Streetwise for Sunday Oct. 11, 2009

Streetwise for Sunday Oct. 11, 2009

 

 

Streetwise

 

Lauren Rudd

 

Sunday, October 11, 2009

 

 

Beware of Those Who Forecast

 

  

“Persons pretending to forecast the future shall be considered disorderly under subdivision 3, section 901 of the criminal code and liable to a fine of $250 and/or six months in prison.”
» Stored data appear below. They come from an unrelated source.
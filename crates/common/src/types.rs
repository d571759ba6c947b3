//! Common data types for Room Relay components.

use serde::{Deserialize, Serialize};
use std::fmt;

/// Opaque identifier of a conferencing room, as reported by the SDK.
#[derive(Debug, Clone, PartialEq, Eq, Hash, Serialize, Deserialize)]
pub struct RoomId(String);

impl RoomId {
    /// Wrap an SDK-provided room identifier.
    #[must_use]
    pub fn new(id: impl Into<String>) -> Self {
        Self(id.into())
    }

    /// Borrow the raw identifier.
    #[must_use]
    pub fn as_str(&self) -> &str {
        &self.0
    }
}

impl fmt::Display for RoomId {
    fn fmt(&self, f: &mut fmt::Formatter<'_>) -> fmt::Result {
        f.write_str(&self.0)
    }
}

impl From<&str> for RoomId {
    fn from(id: &str) -> Self {
        Self::new(id)
    }
}

/// Stable address of a remote participant within a room.
#[derive(Debug, Clone, PartialEq, Eq, Hash, Serialize, Deserialize)]
pub struct ParticipantAddress(String);

impl ParticipantAddress {
    /// Wrap an SDK-provided participant address.
    #[must_use]
    pub fn new(address: impl Into<String>) -> Self {
        Self(address.into())
    }

    /// Borrow the raw address.
    #[must_use]
    pub fn as_str(&self) -> &str {
        &self.0
    }
}

impl fmt::Display for ParticipantAddress {
    fn fmt(&self, f: &mut fmt::Formatter<'_>) -> fmt::Result {
        f.write_str(&self.0)
    }
}

impl From<&str> for ParticipantAddress {
    fn from(address: &str) -> Self {
        Self::new(address)
    }
}

/// Generation number of a join attempt.
///
/// Every `join_room` issues a new, strictly larger attempt id. Completions
/// carrying an older id belong to a superseded attempt.
#[derive(Debug, Clone, Copy, PartialEq, Eq, PartialOrd, Ord, Hash, Serialize, Deserialize)]
pub struct AttemptId(pub u64);

impl AttemptId {
    /// The attempt that follows this one.
    #[must_use]
    pub fn next(self) -> Self {
        Self(self.0.saturating_add(1))
    }
}

impl fmt::Display for AttemptId {
    fn fmt(&self, f: &mut fmt::Formatter<'_>) -> fmt::Result {
        write!(f, "{}", self.0)
    }
}

/// Handle of a rendering surface bound to a participant's video.
#[derive(Debug, Clone, Copy, PartialEq, Eq, Hash, Serialize, Deserialize)]
pub struct SurfaceId(pub u64);

impl fmt::Display for SurfaceId {
    fn fmt(&self, f: &mut fmt::Formatter<'_>) -> fmt::Result {
        write!(f, "surface-{}", self.0)
    }
}

#[cfg(test)]
#[allow(clippy::unwrap_used, clippy::expect_used)]
mod tests {
    use super::*;

    #[test]
    fn test_attempt_id_next_is_strictly_larger() {
        let first = AttemptId(7);
        assert!(first.next() > first);
        assert_eq!(first.next(), AttemptId(8));
    }

    #[test]
    fn test_attempt_id_next_saturates() {
        assert_eq!(AttemptId(u64::MAX).next(), AttemptId(u64::MAX));
    }

    #[test]
    fn test_room_id_equality_is_by_value() {
        assert_eq!(RoomId::from("room-a"), RoomId::new("room-a".to_string()));
        assert_ne!(RoomId::from("room-a"), RoomId::from("room-b"));
    }

    #[test]
    fn test_display_formats() {
        assert_eq!(ParticipantAddress::from("sip:alice").to_string(), "sip:alice");
        assert_eq!(SurfaceId(3).to_string(), "surface-3");
    }

    #[test]
    fn test_room_id_serializes_transparently_as_newtype() {
        let json = serde_json::to_string(&RoomId::from("abc")).unwrap();
        assert_eq!(json, "\"abc\"");
    }
}
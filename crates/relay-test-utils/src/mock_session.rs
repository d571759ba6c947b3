//! Mock room session.
//!
//! Device state flips on every toggle and every call is counted, so tests can
//! assert both the resulting state and how many SDK calls the relay made.
//!
//! # Example
//!
//! ```rust,ignore
//! use relay_test_utils::MockRoomSession;
//!
//! let session = MockRoomSession::new("roomA")
//!     .with_name("Standup")
//!     .with_hd_video(true);
//!
//! // hand session.as_session() to the relay, then:
//! assert_eq!(session.mute_toggles(), 1);
//! ```

use common::types::{ParticipantAddress, RoomId, SurfaceId};
use room_relay::sdk::{RemoteParticipant, RoomSession};
use std::sync::{Arc, Mutex};

/// Mock room session. Clones share state.
#[derive(Debug, Clone)]
pub struct MockRoomSession {
    inner: Arc<Mutex<MockRoomSessionInner>>,
}

#[derive(Debug, Default)]
struct MockRoomSessionInner {
    room_id: String,
    name: Option<String>,
    remote: Vec<RemoteParticipant>,
    muted: bool,
    speaker_on: bool,
    video: bool,
    hd_video: bool,
    mute_toggles: usize,
    speaker_toggles: usize,
    /// HD flag passed to each video toggle.
    video_toggles: Vec<bool>,
    camera_switches: usize,
    remote_surfaces: Vec<(ParticipantAddress, SurfaceId)>,
    local_surface: Option<SurfaceId>,
    leave_count: usize,
}

impl MockRoomSession {
    /// Create a session for `room_id` with every device off.
    #[must_use]
    pub fn new(room_id: &str) -> Self {
        Self {
            inner: Arc::new(Mutex::new(MockRoomSessionInner {
                room_id: room_id.to_string(),
                ..MockRoomSessionInner::default()
            })),
        }
    }

    #[must_use]
    pub fn with_name(self, name: &str) -> Self {
        self.inner.lock().unwrap().name = Some(name.to_string());
        self
    }

    /// Add a participant that is already in the room.
    #[must_use]
    pub fn with_participant(self, participant: RemoteParticipant) -> Self {
        self.inner.lock().unwrap().remote.push(participant);
        self
    }

    #[must_use]
    pub fn with_muted(self, muted: bool) -> Self {
        self.inner.lock().unwrap().muted = muted;
        self
    }

    #[must_use]
    pub fn with_speaker(self, on: bool) -> Self {
        self.inner.lock().unwrap().speaker_on = on;
        self
    }

    #[must_use]
    pub fn with_video(self, enabled: bool) -> Self {
        self.inner.lock().unwrap().video = enabled;
        self
    }

    #[must_use]
    pub fn with_hd_video(self, hd: bool) -> Self {
        self.inner.lock().unwrap().hd_video = hd;
        self
    }

    /// Shared handle to give to the relay.
    #[must_use]
    pub fn as_session(&self) -> Arc<dyn RoomSession> {
        Arc::new(self.clone())
    }

    pub fn mute_toggles(&self) -> usize {
        self.inner.lock().unwrap().mute_toggles
    }

    pub fn speaker_toggles(&self) -> usize {
        self.inner.lock().unwrap().speaker_toggles
    }

    pub fn video_toggles(&self) -> Vec<bool> {
        self.inner.lock().unwrap().video_toggles.clone()
    }

    pub fn camera_switches(&self) -> usize {
        self.inner.lock().unwrap().camera_switches
    }

    pub fn remote_surfaces(&self) -> Vec<(ParticipantAddress, SurfaceId)> {
        self.inner.lock().unwrap().remote_surfaces.clone()
    }

    pub fn local_surface(&self) -> Option<SurfaceId> {
        self.inner.lock().unwrap().local_surface
    }

    pub fn leave_count(&self) -> usize {
        self.inner.lock().unwrap().leave_count
    }
}

impl RoomSession for MockRoomSession {
    fn room_id(&self) -> RoomId {
        RoomId::new(self.inner.lock().unwrap().room_id.clone())
    }

    fn name(&self) -> Option<String> {
        self.inner.lock().unwrap().name.clone()
    }

    fn remote_participants(&self) -> Vec<RemoteParticipant> {
        self.inner.lock().unwrap().remote.clone()
    }

    fn is_muted(&self) -> bool {
        self.inner.lock().unwrap().muted
    }

    fn toggle_mute(&self) {
        let mut inner = self.inner.lock().unwrap();
        inner.muted = !inner.muted;
        inner.mute_toggles += 1;
    }

    fn is_speaker_on(&self) -> bool {
        self.inner.lock().unwrap().speaker_on
    }

    fn toggle_speaker(&self) {
        let mut inner = self.inner.lock().unwrap();
        inner.speaker_on = !inner.speaker_on;
        inner.speaker_toggles += 1;
    }

    fn has_video(&self) -> bool {
        self.inner.lock().unwrap().video
    }

    fn has_hd_video(&self) -> bool {
        self.inner.lock().unwrap().hd_video
    }

    fn toggle_video(&self, hd_video: bool) {
        let mut inner = self.inner.lock().unwrap();
        inner.video = !inner.video;
        inner.video_toggles.push(hd_video);
    }

    fn switch_camera(&self) {
        self.inner.lock().unwrap().camera_switches += 1;
    }

    fn set_remote_video_surface(&self, address: &ParticipantAddress, surface: SurfaceId) {
        self.inner
            .lock()
            .unwrap()
            .remote_surfaces
            .push((address.clone(), surface));
    }

    fn set_local_video_surface(&self, surface: SurfaceId) {
        self.inner.lock().unwrap().local_surface = Some(surface);
    }

    fn leave(&self) {
        self.inner.lock().unwrap().leave_count += 1;
    }
}

#[cfg(test)]
mod tests {
    use super::*;

    #[test]
    fn test_toggles_flip_state_and_count() {
        let session = MockRoomSession::new("roomA").with_hd_video(true);

        session.toggle_mute();
        session.toggle_video(session.has_hd_video());

        assert!(session.is_muted());
        assert!(session.has_video());
        assert_eq!(session.mute_toggles(), 1);
        assert_eq!(session.video_toggles(), vec![true]);
    }

    #[test]
    fn test_clones_share_state() {
        let session = MockRoomSession::new("roomA");
        let handle = session.as_session();

        handle.leave();
        assert_eq!(session.leave_count(), 1);
        assert_eq!(handle.room_id(), RoomId::from("roomA"));
    }
}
                                                                                                                                                                      Section 889

                                                                                                                                                                      New York State

                                                                                                                                                                      Code of Criminal Procedure

 

“This market is frightening. Do you have any advice?” Oh, to be a soothsayer of such repute so as to know all the answers. Unfortunately, with the passing of Madame Marie, who is memorialized in the words of the Bruce Springsteen song, “4th of July, Asbury Park (Sandy)” and was actually arrested at one time under the above statute, I am completely out of crystal balls.

 

Nonetheless, there are countless prognosticators willing to offer up unsolicited opinions, many of which require a cash donation on your part. They run the gamut from the biased and mundane to such nonsensical advice as, “sell all your stocks.” The result is a deafening din of ridiculous discourse.

 

Moreover, all the rhetoric in the world is not going to help your portfolio. What you need is a modicum of cool rationale combined with a measure of forward thinking. Yet, if you are like many investors you feel that Wall Street has shredded your life, your livelihood and burdened future generations with a crushing debt.

 

Not to downplay the gravity of the current situation, the good news is that we no longer face an economic calamity similar to the Great Depression. Furthermore, the possibility of a follow-on economic retrenchment also appears moot. However, the speed of ongoing economic recovery is almost imperceptible, analogous somewhat to a train’s locomotive.

 

The initial motion of a locomotive is also nearly indiscernible. But then it begins to slowly pick up speed, its wheels sometimes aided by sand to prevent slippage. And in short order it gains traction and reaches undaunted speed despite pulling a mammoth load.

 

Yes, the economy will continue to improve and is capable of pulling its temporarily increased debt load. Unfortunately, any decline in unemployment is tied to the speed with which the economy gains sufficient traction from the stimulus programs that enable it to pull ahead on its own accord. Nonetheless, when unemployment does begin to fall it will act as a self-perpetuating stimulus to the economy.

 

None of which negates the fact that you still have to deal with the current investment environment. Therefore, begin by ignoring the perturbations roiling the financial markets and do not let the reactions of others drive your investment strategy.

 

Many quality companies are continuing to do business as usual and are retaining their status quo with regard to dividends. Nonetheless, whenever there is a disruption from the norm, Wall Street can be counted on to throw the baby out with the bath water, providing you with investment opportunities.

 

A good example is Varian Medical Systems (VAR), a company that manufacturers cancer therapy systems. Last August the company reported fiscal third-quarter earnings increased 15 percent to $85.4 million, or 61 cents per share, partially due to better cost controls. Revenues for the same period increased to $509.8 million from $507.4 million.

 

In its guidance for the remaining portion of its 2009 fiscal year, the company stated that it expected to see revenues from continuing operations grow by approximately 4 to 5 percent, with earnings from continuing operations estimated at between $2.60 and $2.65 per share. The company is also a favorite of many large financial institutions and will likely outperform the market over the next six to twelve months.

 

The intrinsic value of the shares using a discounted earnings model is $75, while the more conservative free cash flow to the firm model produces an intrinsic value of $73 per share. My earnings estimate for the 2009 fiscal year ending September 30 was $2.55 per share. I am raising that to $2.65. My 12-month price target on the shares is $45, for an annual gain of 14 percent over the recent price of $39. Fourth quarter and full fiscal year earnings are scheduled to be released on October 29.